Szef Pentagonu nie wyklucza uderzenia na Iran
Amerykański minister obrony Donald Rumsfeld
nie wyklucza ataku wojskowego przeciw Iranowi - podał niemiecki
dziennik "Handelsblatt", który publikuje
wywiad z szefem Pentagonu.
Wszystkie możliwości - włącznie z wojskowymi - wchodzą w rachubę - powiedział w wywiadzie Rumsfeld.
Szczególnie krytycznie ocenił on antyizraelskie wypowiedzi prezydenta Iranu Mahmuda Ahmadineżada. Każdy rząd, który twierdzi, że Izrael nie ma prawa do istnienia, wysyła sygnał dotyczący swego możliwego postępowania w przyszłości - powiedział.
Rumsfeld nazwał Iran "głównym poplecznikiem organizacji terrorystycznych w rodzaju Hezbollahu czy Hamasu". Polityk zaznaczył, że rząd amerykański popiera obecnie działania dyplomatyczne podejmowane w ścisłym porozumieniu z trzema krajami UE - Niemcami, Francją i Wielką Brytanią.

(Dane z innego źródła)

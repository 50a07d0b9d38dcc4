//! Orchestrator behaviour over in-process collaborators
//!
//! Run with: cargo test -p expense-service --test orchestrator_test

use std::collections::HashMap;
use std::sync::atomic::{AtomicUsize, Ordering};
use std::sync::Arc;

use async_trait::async_trait;
use chrono::NaiveDate;
use expense_core::{ErrorKind, ExpenseDraft, ExpenseRequest, TaskError, UserRecord};
use expense_executor::{WorkerPools, WorkerPoolsConfig};
use expense_service::{
    DirectoryError, ExpenseOrchestrator, ExternalCallOutcome, ReconciliationSync,
    UserDirectory, UserValidationAdapter,
};
use expense_storage::{ExpenseRepository, InMemoryExpenseRepository};

// ============================================
// Collaborator doubles
// ============================================

/// Every id is found unless scripted otherwise
#[derive(Default)]
struct ScriptedDirectory {
    failures: HashMap<i64, DirectoryError>,
    calls: AtomicUsize,
}

impl ScriptedDirectory {
    fn failing(mut self, user_id: i64, error: DirectoryError) -> Self {
        self.failures.insert(user_id, error);
        self
    }
}

#[async_trait]
impl UserDirectory for ScriptedDirectory {
    async fn get_user_by_id(&self, user_id: i64) -> Result<UserRecord, DirectoryError> {
        self.calls.fetch_add(1, Ordering::SeqCst);
        match self.failures.get(&user_id) {
            Some(err) => Err(err.clone()),
            None => Ok(UserRecord::new(user_id)),
        }
    }

    async fn get_user_by_username(&self, username: &str) -> Result<UserRecord, DirectoryError> {
        self.calls.fetch_add(1, Ordering::SeqCst);
        match username {
            "alice" => Ok(UserRecord::new(1).with_username("alice")),
            _ => Err(DirectoryError::Status {
                status: 404,
                body: String::new(),
            }),
        }
    }
}

struct CountingSync {
    fail: bool,
    calls: AtomicUsize,
}

#[async_trait]
impl ReconciliationSync for CountingSync {
    async fn sync_user(&self, _user_id: i64) -> Result<(), TaskError> {
        self.calls.fetch_add(1, Ordering::SeqCst);
        if self.fail {
            return Err(TaskError::external("reconciliation-sync", "connection refused", true));
        }
        Ok(())
    }
}

struct Harness {
    orchestrator: ExpenseOrchestrator,
    repository: Arc<InMemoryExpenseRepository>,
    directory: Arc<ScriptedDirectory>,
    sync: Arc<CountingSync>,
    pools: WorkerPools,
}

fn harness_with(directory: ScriptedDirectory, sync_fails: bool) -> Harness {
    let pools = WorkerPools::new(WorkerPoolsConfig::default()).unwrap();
    let repository = Arc::new(InMemoryExpenseRepository::new());
    let directory = Arc::new(directory);
    let sync = Arc::new(CountingSync {
        fail: sync_fails,
        calls: AtomicUsize::new(0),
    });

    let users = UserValidationAdapter::new(directory.clone(), pools.external().clone());
    let orchestrator = ExpenseOrchestrator::new(
        pools.clone(),
        repository.clone(),
        users,
        sync.clone(),
    );

    Harness {
        orchestrator,
        repository,
        directory,
        sync,
        pools,
    }
}

fn harness() -> Harness {
    harness_with(ScriptedDirectory::default(), false)
}

fn date(y: i32, m: u32, d: u32) -> NaiveDate {
    NaiveDate::from_ymd_opt(y, m, d).unwrap()
}

fn request(amount: f64) -> ExpenseRequest {
    ExpenseRequest::new(amount, "Food", "Card").with_date(date(2024, 3, 10))
}

fn draft(user_id: i64, day: NaiveDate, amount: f64, category: &str) -> ExpenseDraft {
    ExpenseDraft {
        id: None,
        user_id,
        expense_type: 1,
        date: day,
        amount,
        category: category.to_string(),
        account: "Card".to_string(),
        note: None,
    }
}

fn total_submitted(pools: &WorkerPools) -> u64 {
    pools.stats().iter().map(|(_, s)| s.submitted).sum()
}

// ============================================
// Create
// ============================================

#[test_log::test(tokio::test)]
async fn test_invalid_request_dispatches_nothing() {
    let h = harness();
    let invalid = vec![
        request(0.0),
        request(-3.0),
        ExpenseRequest::new(5.0, "", "Card").with_date(date(2024, 1, 1)),
        ExpenseRequest::new(5.0, "Food", "  ").with_date(date(2024, 1, 1)),
        ExpenseRequest::new(5.0, "Food", "Card"),
    ];

    for req in invalid {
        let result = h.orchestrator.create_expense(req, 1).await;
        let err = result.try_get().expect("failed immediately").unwrap_err();
        assert_eq!(err.kind(), ErrorKind::Validation);
    }

    assert_eq!(total_submitted(&h.pools), 0);
    assert_eq!(h.directory.calls.load(Ordering::SeqCst), 0);
    assert!(h.repository.is_empty());
}

#[test_log::test(tokio::test)]
async fn test_create_persists_and_syncs() {
    let h = harness();

    let expense = h
        .orchestrator
        .create_expense(request(12.5).with_note("lunch"), 7)
        .await
        .wait()
        .await
        .unwrap();

    assert!(expense.id > 0);
    assert_eq!(expense.user_id, 7);
    assert_eq!(expense.note.as_deref(), Some("lunch"));
    assert_eq!(h.repository.len(), 1);

    h.orchestrator.sync_sink().wait_for(1).await;
    let records = h.orchestrator.sync_sink().records();
    assert_eq!(records[0].user_id, 7);
    assert!(records[0].outcome.is_ok());
    assert_eq!(h.sync.calls.load(Ordering::SeqCst), 1);
}

#[test_log::test(tokio::test)]
async fn test_unknown_user_is_not_found_without_write() {
    let h = harness_with(
        ScriptedDirectory::default().failing(
            404,
            DirectoryError::Status {
                status: 404,
                body: "no such user".into(),
            },
        ),
        false,
    );

    let err = h
        .orchestrator
        .create_expense(request(10.0), 404)
        .await
        .wait()
        .await
        .unwrap_err();

    assert_eq!(err.kind(), ErrorKind::NotFound);
    assert_eq!(h.directory.calls.load(Ordering::SeqCst), 1);
    assert_eq!(h.repository.write_count(), 0);
    assert_eq!(h.pools.general().stats().submitted, 0);
    assert_eq!(h.sync.calls.load(Ordering::SeqCst), 0);
}

#[test_log::test(tokio::test)]
async fn test_user_service_failure_is_external_error() {
    let h = harness_with(
        ScriptedDirectory::default().failing(
            3,
            DirectoryError::Status {
                status: 503,
                body: "unavailable".into(),
            },
        ),
        false,
    );

    let err = h
        .orchestrator
        .create_expense(request(10.0), 3)
        .await
        .wait()
        .await
        .unwrap_err();

    assert_eq!(err.kind(), ErrorKind::ExternalService);
    assert!(err.is_retriable());
    assert!(h.repository.is_empty());
}

#[test_log::test(tokio::test)]
async fn test_storage_failure_is_data_access_error() {
    let h = harness();
    h.repository.fail_with("disk full");

    let err = h
        .orchestrator
        .create_expense(request(10.0), 1)
        .await
        .wait()
        .await
        .unwrap_err();
    assert_eq!(err.kind(), ErrorKind::DataAccess);
}

#[test_log::test(tokio::test)]
async fn test_sync_failure_does_not_reach_caller() {
    let h = harness_with(ScriptedDirectory::default(), true);

    let result = h.orchestrator.create_expense(request(8.0), 2).await;
    let expense = result.wait().await.unwrap();
    assert_eq!(h.repository.len(), 1);

    h.orchestrator.sync_sink().wait_for(1).await;
    assert_eq!(h.orchestrator.sync_sink().failures(), 1);
    // The caller's result is untouched by the failed sync
    assert_eq!(result.try_get(), Some(Ok(expense)));
}

// ============================================
// Bulk create
// ============================================

#[test_log::test(tokio::test)]
async fn test_bulk_with_one_invalid_item_writes_nothing() {
    let h = harness();
    let requests = vec![request(1.0), request(2.0), request(-4.0), request(3.0)];

    let err = h
        .orchestrator
        .create_expenses(requests, 1)
        .await
        .wait()
        .await
        .unwrap_err();

    assert_eq!(err.kind(), ErrorKind::Validation);
    assert_eq!(err.violations().len(), 1);
    assert_eq!(err.violations()[0].index, Some(2));
    assert!(h.repository.is_empty());
    assert_eq!(total_submitted(&h.pools), 0);
}

#[test_log::test(tokio::test)]
async fn test_bulk_checks_user_once_and_writes_all() {
    let h = harness();
    let requests = vec![request(1.0), request(2.0), request(3.0)];

    let saved = h
        .orchestrator
        .create_expenses(requests, 5)
        .await
        .wait()
        .await
        .unwrap();

    assert_eq!(saved.len(), 3);
    assert!(saved.iter().all(|e| e.user_id == 5));
    assert_eq!(h.repository.len(), 3);
    assert_eq!(h.directory.calls.load(Ordering::SeqCst), 1);

    h.orchestrator.sync_sink().wait_for(1).await;
    assert_eq!(h.sync.calls.load(Ordering::SeqCst), 1);
}

#[test_log::test(tokio::test)]
async fn test_empty_bulk_is_rejected() {
    let h = harness();
    let err = h
        .orchestrator
        .create_expenses(Vec::new(), 1)
        .await
        .wait()
        .await
        .unwrap_err();
    assert_eq!(err.kind(), ErrorKind::Validation);
}

// ============================================
// Update / delete / read
// ============================================

#[test_log::test(tokio::test)]
async fn test_update_and_delete_require_ownership() {
    let h = harness();
    let owned = h
        .repository
        .save(draft(1, date(2024, 3, 1), 10.0, "Food"))
        .await
        .unwrap();

    let foreign_update = h
        .orchestrator
        .update_expense(owned.id, request(99.0), 2)
        .await
        .wait()
        .await
        .unwrap();
    assert!(foreign_update.is_none());

    let foreign_delete = h
        .orchestrator
        .delete_expense(owned.id, 2)
        .await
        .wait()
        .await
        .unwrap();
    assert!(!foreign_delete);
    assert_eq!(h.repository.len(), 1);

    let updated = h
        .orchestrator
        .update_expense(owned.id, request(99.0), 1)
        .await
        .wait()
        .await
        .unwrap()
        .expect("owner can update");
    assert_eq!(updated.id, owned.id);
    assert_eq!(updated.amount, 99.0);

    let deleted = h
        .orchestrator
        .delete_expense(owned.id, 1)
        .await
        .wait()
        .await
        .unwrap();
    assert!(deleted);
    assert!(h.repository.is_empty());
}

#[test_log::test(tokio::test)]
async fn test_missing_row_is_a_normal_outcome() {
    let h = harness();

    let updated = h
        .orchestrator
        .update_expense(42, request(1.0), 1)
        .await
        .wait()
        .await
        .unwrap();
    assert!(updated.is_none());

    let fetched = h
        .orchestrator
        .get_expense_by_id(42, 1)
        .await
        .wait()
        .await
        .unwrap();
    assert!(fetched.is_none());
}

#[test_log::test(tokio::test)]
async fn test_non_positive_ids_fail_before_dispatch() {
    let h = harness();

    for id in [0, -1] {
        let get = h.orchestrator.get_expense_by_id(id, 1).await;
        assert_eq!(get.try_get().unwrap().unwrap_err().kind(), ErrorKind::Validation);

        let delete = h.orchestrator.delete_expense(id, 1).await;
        assert_eq!(delete.try_get().unwrap().unwrap_err().kind(), ErrorKind::Validation);

        let update = h.orchestrator.update_expense(id, request(1.0), 1).await;
        assert_eq!(update.try_get().unwrap().unwrap_err().kind(), ErrorKind::Validation);
    }
    assert_eq!(total_submitted(&h.pools), 0);
}

#[test_log::test(tokio::test)]
async fn test_listing_and_date_range() {
    let h = harness();
    for day in [1, 15, 28] {
        h.repository
            .save(draft(1, date(2024, 2, day), 5.0, "Food"))
            .await
            .unwrap();
    }
    h.repository
        .save(draft(2, date(2024, 2, 15), 5.0, "Food"))
        .await
        .unwrap();

    let all = h.orchestrator.get_all_expenses(1).await.wait().await.unwrap();
    let days: Vec<NaiveDate> = all.iter().map(|e| e.date).collect();
    assert_eq!(days, vec![date(2024, 2, 28), date(2024, 2, 15), date(2024, 2, 1)]);

    let ranged = h
        .orchestrator
        .get_expenses_by_date_range(1, date(2024, 2, 10), date(2024, 2, 28))
        .await
        .wait()
        .await
        .unwrap();
    assert_eq!(ranged.len(), 2);

    let reversed = h
        .orchestrator
        .get_expenses_by_date_range(1, date(2024, 2, 28), date(2024, 2, 1))
        .await;
    assert_eq!(
        reversed.try_get().unwrap().unwrap_err().kind(),
        ErrorKind::Validation
    );
}

// ============================================
// Reports
// ============================================

#[test_log::test(tokio::test)]
async fn test_summary_is_stable_across_calls() {
    let h = harness();
    for (day, amount) in [(1, 10.0), (2, 20.0), (3, 5.5)] {
        h.repository
            .save(draft(1, date(2024, 4, day), amount, "Food"))
            .await
            .unwrap();
    }

    let first = h
        .orchestrator
        .generate_summary(1, date(2024, 4, 1), date(2024, 4, 30))
        .await
        .wait()
        .await
        .unwrap();
    let second = h
        .orchestrator
        .generate_summary(1, date(2024, 4, 1), date(2024, 4, 30))
        .await
        .wait()
        .await
        .unwrap();

    assert_eq!(first.total_amount, 35.5);
    assert_eq!(first.total_transactions, 3);
    assert_eq!(first.total_amount, second.total_amount);
    assert_eq!(first.total_transactions, second.total_transactions);
    assert_eq!(h.pools.heavy().stats().submitted, 2);
    assert_eq!(h.directory.calls.load(Ordering::SeqCst), 0);
}

#[test_log::test(tokio::test)]
async fn test_monthly_and_category_reports() {
    let h = harness();
    h.repository
        .save(draft(1, date(2024, 5, 2), 10.0, "Travel"))
        .await
        .unwrap();
    h.repository
        .save(draft(1, date(2024, 5, 20), 4.0, "Food"))
        .await
        .unwrap();
    h.repository
        .save(draft(1, date(2024, 5, 21), 6.0, "Food"))
        .await
        .unwrap();
    h.repository
        .save(draft(1, date(2024, 6, 1), 100.0, "Food"))
        .await
        .unwrap();

    let monthly = h
        .orchestrator
        .generate_monthly_report(1, 2024, 5)
        .await
        .wait()
        .await
        .unwrap();
    assert_eq!(monthly.report_type, "Monthly Report");
    assert_eq!(monthly.start_date, date(2024, 5, 1));
    assert_eq!(monthly.end_date, date(2024, 5, 31));
    assert_eq!(monthly.total_transactions, 3);
    assert_eq!(monthly.total_amount, 20.0);

    let category = h
        .orchestrator
        .generate_category_report(1, date(2024, 5, 1), date(2024, 6, 30))
        .await
        .wait()
        .await
        .unwrap();
    let categories: Vec<(&str, f64)> = category
        .by_category
        .iter()
        .map(|(k, v)| (k.as_str(), *v))
        .collect();
    assert_eq!(categories, vec![("Food", 110.0), ("Travel", 10.0)]);

    let invalid = h.orchestrator.generate_monthly_report(1, 2024, 13).await;
    assert_eq!(
        invalid.try_get().unwrap().unwrap_err().kind(),
        ErrorKind::Validation
    );
}

#[test_log::test(tokio::test)]
async fn test_validate_user_by_username() {
    let h = harness();

    let found = h
        .orchestrator
        .validate_user_by_username("alice")
        .await
        .wait()
        .await
        .unwrap();
    assert_eq!(
        found,
        ExternalCallOutcome::Found(UserRecord::new(1).with_username("alice"))
    );

    let missing = h
        .orchestrator
        .validate_user_by_username("mallory")
        .await
        .wait()
        .await
        .unwrap();
    assert_eq!(missing, ExternalCallOutcome::NotFound);
}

Minister obrony USA ostrzegł przed zagrożeniem ze strony terrorystów. Dostępna jest dziś broń biologiczna, chemiczna i radiologiczna, która może zabić dziesiątki tysięcy osób - powiedział. Za realne uznał niebezpieczeństwo dostania się takiej broni w ręce terrorystów, którzy "ucinają głowy niewinnym ludziom i wysadzają w powietrze dzieci".
Jego zdaniem wspólnota międzynarodowa powinna ściślej współpracować w zwalczaniu terroryzmu. W Stanach Zjednoczonych planowane jest zacieśnienie współpracy między służbami specjalnymi a wojskiem, by można było szybciej "wykrywać wroga" - powiedział w wywiadzie dla "Handelsblatt".